Condono edilizio e vincoli paesaggistici: quando l’abuso non è sanabile?
Il Consiglio di Stato ribadisce i limiti invalicabili del “terzo condono” nel caso di superamento dei limiti volumetrici e di interventi sostanziali in area sottoposta a tutela
Le condizioni ostative al condono
Nel caso in esame, le condizioni ostative al rilascio del condono erano tre:
- tipologia dell’abuso (Allegato 1, tipo 1): le opere rientravano tra quelle maggiormente impattanti (nuovi volumi e superfici), non ammesse in condono se realizzate in aree vincolate, ai sensi dei commi 26 e 27 dell’art. 32;
- superamento del limite di 750 mc: il limite volumetrico, fissato dal comma 25 dell’art. 32 d.l. 269/2003, rappresenta una soglia inderogabile.
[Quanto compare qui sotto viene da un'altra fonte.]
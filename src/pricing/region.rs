//! Regional cost factors.

use std::sync::Arc;

use rust_decimal::Decimal;

use crate::db::CatalogStore;
use crate::error::DatabaseError;

/// Region key for a location: zip, else `US-{state}-{city}` with spaces
/// removed from the city, else `US-{state}`. States are uppercased.
pub fn region_key(zip: Option<&str>, state: Option<&str>, city: Option<&str>) -> Option<String> {
    fn present(v: Option<&str>) -> Option<&str> {
        v.map(str::trim).filter(|v| !v.is_empty())
    }

    if let Some(zip) = present(zip) {
        return Some(zip.to_string());
    }
    let state = present(state)?.to_ascii_uppercase();
    match present(city) {
        Some(city) => {
            let city: String = city.chars().filter(|c| !c.is_whitespace()).collect();
            Some(format!("US-{}-{}", state, city))
        }
        None => Some(format!("US-{}", state)),
    }
}

/// Looks up cost multipliers by region key.
pub struct RegionalFactorResolver {
    store: Arc<dyn CatalogStore>,
}

impl RegionalFactorResolver {
    pub fn new(store: Arc<dyn CatalogStore>) -> Self {
        Self { store }
    }

    /// Factor for the key, or 1.0 when the key is absent or unknown.
    pub async fn get_factor(&self, region_key: Option<&str>) -> Result<Decimal, DatabaseError> {
        let Some(key) = region_key else {
            return Ok(Decimal::ONE);
        };

        let factor = self.store.get_regional_factor(key).await?;
        if factor.is_none() {
            tracing::debug!(region = key, "No regional factor, using 1.0");
        }
        Ok(factor.unwrap_or(Decimal::ONE))
    }
}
E nel caso specifico, caratterizzato da una volumetria di oltre 1.500 mc, il superamento era evidente.
- effetti limitati del parere paesaggistico: Come chiarito dalla legge n. 308/2004, l’accertamento di compatibilità paesaggistica non incide sul procedimento edilizio, ma ha efficacia solo sul piano penale, estinguendo il reato paesaggistico.
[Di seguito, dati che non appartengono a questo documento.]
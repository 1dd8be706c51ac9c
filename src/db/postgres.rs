//! PostgreSQL store.
//!
//! Schema: `migrations/V1__estimating.sql`, applied outside the engine.

use std::collections::HashMap;

use async_trait::async_trait;
use chrono::{DateTime, Utc};
use deadpool_postgres::{Config, Pool, Runtime};
use postgres_types::Json;
use rust_decimal::Decimal;
use tokio_postgres::{NoTls, Row};
use uuid::Uuid;

use crate::budget::{BudgetSnapshot, Category, CategoryTotals, ChangeOrder, Expense};
use crate::catalog::{Assembly, AssemblyItem, VendorPrice, VendorType};
use crate::config::DatabaseConfig;
use crate::db::{BudgetStore, CatalogStore, EstimateStore, PriceStore};
use crate::error::DatabaseError;
use crate::estimation::{Estimate, EstimateLine, Location, PricedItem};
use crate::pricing::PriceSnapshot;

/// Postgres-backed store.
pub struct PgStore {
    pool: Pool,
}

impl PgStore {
    /// Create a new store and connect to the database.
    pub async fn new(config: &DatabaseConfig) -> Result<Self, DatabaseError> {
        let mut cfg = Config::new();
        cfg.url = Some(config.url().to_string());
        cfg.pool = Some(deadpool_postgres::PoolConfig {
            max_size: config.pool_size,
            ..Default::default()
        });

        let pool = cfg
            .create_pool(Some(Runtime::Tokio1), NoTls)
            .map_err(|e| DatabaseError::Pool(e.to_string()))?;

        // Test connection
        let _ = pool.get().await?;

        Ok(Self { pool })
    }

    async fn conn(&self) -> Result<deadpool_postgres::Object, DatabaseError> {
        Ok(self.pool.get().await?)
    }
}

fn parse_column<T>(value: &str, column: &str) -> Result<T, DatabaseError>
where
    T: std::str::FromStr<Err = String>,
{
    value
        .parse()
        .map_err(|e| DatabaseError::Serialization(format!("{}: {}", column, e)))
}

fn row_to_price_snapshot(row: &Row) -> PriceSnapshot {
    PriceSnapshot {
        id: row.get("id"),
        material_slug: row.get("material_slug"),
        zip: row.get("zip"),
        unit_cost: row.get("unit_cost"),
        source: row.get("source"),
        provider: row.get("provider"),
        fetched_at: row.get("fetched_at"),
        ttl_minutes: row.get("ttl_minutes"),
        meta: row.get("meta"),
    }
}

fn row_to_budget_snapshot(row: &Row) -> BudgetSnapshot {
    let Json(by_category): Json<CategoryTotals> = row.get("by_category");
    BudgetSnapshot {
        id: row.get("id"),
        project_id: row.get("project_id"),
        estimate_id: row.get("estimate_id"),
        total: row.get("total"),
        by_category,
        created_at: row.get("created_at"),
    }
}

#[async_trait]
impl CatalogStore for PgStore {
    async fn get_assembly(&self, id: Uuid) -> Result<Option<Assembly>, DatabaseError> {
        let conn = self.conn().await?;

        let Some(row) = conn
            .query_opt(
                "SELECT id, slug, name, trade, base_unit, waste_pct FROM assemblies WHERE id = $1",
                &[&id],
            )
            .await?
        else {
            return Ok(None);
        };

        let items = conn
            .query(
                r#"
                SELECT name, unit, base_unit_cost, qty_formula, material_slug
                FROM assembly_items WHERE assembly_id = $1 ORDER BY position
                "#,
                &[&id],
            )
            .await?
            .iter()
            .map(|r| AssemblyItem {
                name: r.get("name"),
                unit: r.get("unit"),
                base_unit_cost: r.get("base_unit_cost"),
                qty_formula: r.get("qty_formula"),
                material_slug: r.get("material_slug"),
            })
            .collect();

        Ok(Some(Assembly {
            id: row.get("id"),
            slug: row.get("slug"),
            name: row.get("name"),
            trade: row.get("trade"),
            base_unit: row.get("base_unit"),
            waste_pct: row.get("waste_pct"),
            items,
        }))
    }

    async fn get_regional_factor(&self, region_key: &str) -> Result<Option<Decimal>, DatabaseError> {
        let conn = self.conn().await?;
        let row = conn
            .query_opt(
                "SELECT factor FROM regional_factors WHERE region_key = $1",
                &[&region_key],
            )
            .await?;
        Ok(row.map(|r| r.get("factor")))
    }
}

#[async_trait]
impl PriceStore for PgStore {
    async fn list_vendor_prices(
        &self,
        material_slug: &str,
        vendor_type: VendorType,
    ) -> Result<Vec<VendorPrice>, DatabaseError> {
        let conn = self.conn().await?;
        let rows = conn
            .query(
                r#"
                SELECT p.material_slug, v.name AS vendor_name, p.unit_cost, p.location_key, p.fetched_at
                FROM vendor_prices p
                JOIN vendors v ON v.id = p.vendor_id
                WHERE p.material_slug = $1 AND v.type = $2
                ORDER BY p.fetched_at DESC
                "#,
                &[&material_slug, &vendor_type.as_str()],
            )
            .await?;

        Ok(rows
            .iter()
            .map(|r| VendorPrice {
                material_slug: r.get("material_slug"),
                vendor_name: r.get("vendor_name"),
                vendor_type,
                unit_cost: r.get("unit_cost"),
                location_key: r.get("location_key"),
                fetched_at: r.get("fetched_at"),
            })
            .collect())
    }

    async fn latest_price_snapshot(
        &self,
        material_slug: &str,
        zip: &str,
    ) -> Result<Option<PriceSnapshot>, DatabaseError> {
        let conn = self.conn().await?;
        let row = conn
            .query_opt(
                r#"
                SELECT id, material_slug, zip, unit_cost, source, provider, fetched_at, ttl_minutes, meta
                FROM price_snapshots
                WHERE material_slug = $1 AND zip = $2
                ORDER BY fetched_at DESC
                LIMIT 1
                "#,
                &[&material_slug, &zip],
            )
            .await?;
        Ok(row.as_ref().map(row_to_price_snapshot))
    }

    async fn insert_price_snapshot(&self, snapshot: &PriceSnapshot) -> Result<(), DatabaseError> {
        let conn = self.conn().await?;
        conn.execute(
            r#"
            INSERT INTO price_snapshots
                (id, material_slug, zip, unit_cost, source, provider, fetched_at, ttl_minutes, meta)
            VALUES ($1, $2, $3, $4, $5, $6, $7, $8, $9)
            "#,
            &[
                &snapshot.id,
                &snapshot.material_slug,
                &snapshot.zip,
                &snapshot.unit_cost,
                &snapshot.source,
                &snapshot.provider,
                &snapshot.fetched_at,
                &snapshot.ttl_minutes,
                &snapshot.meta,
            ],
        )
        .await?;
        Ok(())
    }
}

#[async_trait]
impl EstimateStore for PgStore {
    async fn save_estimate(&self, estimate: &Estimate) -> Result<(), DatabaseError> {
        let mut conn = self.conn().await?;
        let tx = conn.transaction().await?;

        tx.execute(
            r#"
            INSERT INTO estimates (
                id, project_id, location, region_key, regional_factor,
                subtotal, tax_rate, tax, total, created_at, finalized_at
            ) VALUES ($1, $2, $3, $4, $5, $6, $7, $8, $9, $10, $11)
            "#,
            &[
                &estimate.id,
                &estimate.project_id,
                &estimate.location.as_ref().map(Json),
                &estimate.region_key,
                &estimate.regional_factor,
                &estimate.subtotal,
                &estimate.tax_rate,
                &estimate.tax,
                &estimate.total,
                &estimate.created_at,
                &estimate.finalized_at,
            ],
        )
        .await?;

        for (position, line) in estimate.lines.iter().enumerate() {
            tx.execute(
                r#"
                INSERT INTO estimate_lines (
                    estimate_id, position, assembly_id, assembly_name, inputs, items, line_total
                ) VALUES ($1, $2, $3, $4, $5, $6, $7)
                "#,
                &[
                    &estimate.id,
                    &(position as i32),
                    &line.assembly_id,
                    &line.assembly_name,
                    &Json(&line.inputs),
                    &Json(&line.items),
                    &line.line_total,
                ],
            )
            .await?;
        }

        tx.commit().await?;
        Ok(())
    }

    async fn get_estimate(&self, id: Uuid) -> Result<Option<Estimate>, DatabaseError> {
        let conn = self.conn().await?;

        let Some(row) = conn
            .query_opt(
                r#"
                SELECT id, project_id, location, region_key, regional_factor,
                       subtotal, tax_rate, tax, total, created_at, finalized_at
                FROM estimates WHERE id = $1
                "#,
                &[&id],
            )
            .await?
        else {
            return Ok(None);
        };

        let lines = conn
            .query(
                r#"
                SELECT assembly_id, assembly_name, inputs, items, line_total
                FROM estimate_lines WHERE estimate_id = $1 ORDER BY position
                "#,
                &[&id],
            )
            .await?
            .iter()
            .map(|r| {
                let Json(inputs): Json<HashMap<String, Decimal>> = r.get("inputs");
                let Json(items): Json<Vec<PricedItem>> = r.get("items");
                EstimateLine {
                    assembly_id: r.get("assembly_id"),
                    assembly_name: r.get("assembly_name"),
                    inputs,
                    items,
                    line_total: r.get("line_total"),
                }
            })
            .collect();

        let location: Option<Json<Location>> = row.get("location");

        Ok(Some(Estimate {
            id: row.get("id"),
            project_id: row.get("project_id"),
            location: location.map(|Json(l)| l),
            region_key: row.get("region_key"),
            regional_factor: row.get("regional_factor"),
            subtotal: row.get("subtotal"),
            tax_rate: row.get("tax_rate"),
            tax: row.get("tax"),
            total: row.get("total"),
            lines,
            created_at: row.get("created_at"),
            finalized_at: row.get("finalized_at"),
        }))
    }

    async fn mark_estimate_finalized(
        &self,
        id: Uuid,
        at: DateTime<Utc>,
    ) -> Result<bool, DatabaseError> {
        let conn = self.conn().await?;
        let updated = conn
            .execute(
                "UPDATE estimates SET finalized_at = $2 WHERE id = $1 AND finalized_at IS NULL",
                &[&id, &at],
            )
            .await?;
        Ok(updated == 1)
    }
}

#[async_trait]
impl BudgetStore for PgStore {
    async fn insert_budget_snapshot(&self, snapshot: &BudgetSnapshot) -> Result<(), DatabaseError> {
        let conn = self.conn().await?;
        conn.execute(
            r#"
            INSERT INTO budget_snapshots (id, project_id, estimate_id, total, by_category, created_at)
            VALUES ($1, $2, $3, $4, $5, $6)
            "#,
            &[
                &snapshot.id,
                &snapshot.project_id,
                &snapshot.estimate_id,
                &snapshot.total,
                &Json(&snapshot.by_category),
                &snapshot.created_at,
            ],
        )
        .await?;
        Ok(())
    }

    async fn latest_budget_snapshot(
        &self,
        project_id: Uuid,
    ) -> Result<Option<BudgetSnapshot>, DatabaseError> {
        let conn = self.conn().await?;
        let row = conn
            .query_opt(
                r#"
                SELECT id, project_id, estimate_id, total, by_category, created_at
                FROM budget_snapshots
                WHERE project_id = $1
                ORDER BY created_at DESC
                LIMIT 1
                "#,
                &[&project_id],
            )
            .await?;
        Ok(row.as_ref().map(row_to_budget_snapshot))
    }

    async fn list_expenses(&self, project_id: Uuid) -> Result<Vec<Expense>, DatabaseError> {
        let conn = self.conn().await?;
        let rows = conn
            .query(
                "SELECT id, project_id, category, vendor, amount, date FROM expenses WHERE project_id = $1",
                &[&project_id],
            )
            .await?;

        rows.iter()
            .map(|r| -> Result<Expense, DatabaseError> {
                let category: String = r.get("category");
                Ok(Expense {
                    id: r.get("id"),
                    project_id: r.get("project_id"),
                    category: parse_column::<Category>(&category, "expenses.category")?,
                    vendor: r.get("vendor"),
                    amount: r.get("amount"),
                    date: r.get("date"),
                })
            })
            .collect()
    }

    async fn add_expense(&self, expense: &Expense) -> Result<(), DatabaseError> {
        let conn = self.conn().await?;
        conn.execute(
            r#"
            INSERT INTO expenses (id, project_id, category, vendor, amount, date)
            VALUES ($1, $2, $3, $4, $5, $6)
            "#,
            &[
                &expense.id,
                &expense.project_id,
                &expense.category.as_str(),
                &expense.vendor,
                &expense.amount,
                &expense.date,
            ],
        )
        .await?;
        Ok(())
    }

    async fn list_change_orders(&self, project_id: Uuid) -> Result<Vec<ChangeOrder>, DatabaseError> {
        let conn = self.conn().await?;
        let rows = conn
            .query(
                r#"
                SELECT id, project_id, description, amount, status, created_at
                FROM change_orders WHERE project_id = $1 ORDER BY created_at
                "#,
                &[&project_id],
            )
            .await?;

        rows.iter()
            .map(|r| -> Result<ChangeOrder, DatabaseError> {
                let status: String = r.get("status");
                Ok(ChangeOrder {
                    id: r.get("id"),
                    project_id: r.get("project_id"),
                    description: r.get("description"),
                    amount: r.get("amount"),
                    status: parse_column(&status, "change_orders.status")?,
                    created_at: r.get("created_at"),
                })
            })
            .collect()
    }
}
No al frazionamento degli abusi
Altro profilo interessante della decisione è il rigetto della tesi difensiva basata sul “frazionamento” dell’intervento. I giudici hanno chiarito che l’intervento va considerato nella sua interezza e non può essere “spacchettato” per rientrare nei limiti volumetrici: «Il limite di 750 mc si applica all’intera costruzione indicata nella domanda di condono… anche ove frazionata in più istanze o in più unità abitative».
In conclusione: un caso emblematico
Il ricorso è stato quindi respinto: nonostante il parere paesaggistico favorevole, l’intervento non presentava le condizioni per la condonabilità ai sensi dell’art. 32 del d.l. 269/2003, per superaento dei limiti volumetrici in area vincolata. Nessuna apertura, infine, nemmeno alla luce del decreto “salva casa”, che – come ricorda il Consiglio – non ha valore retroattivo né automatico.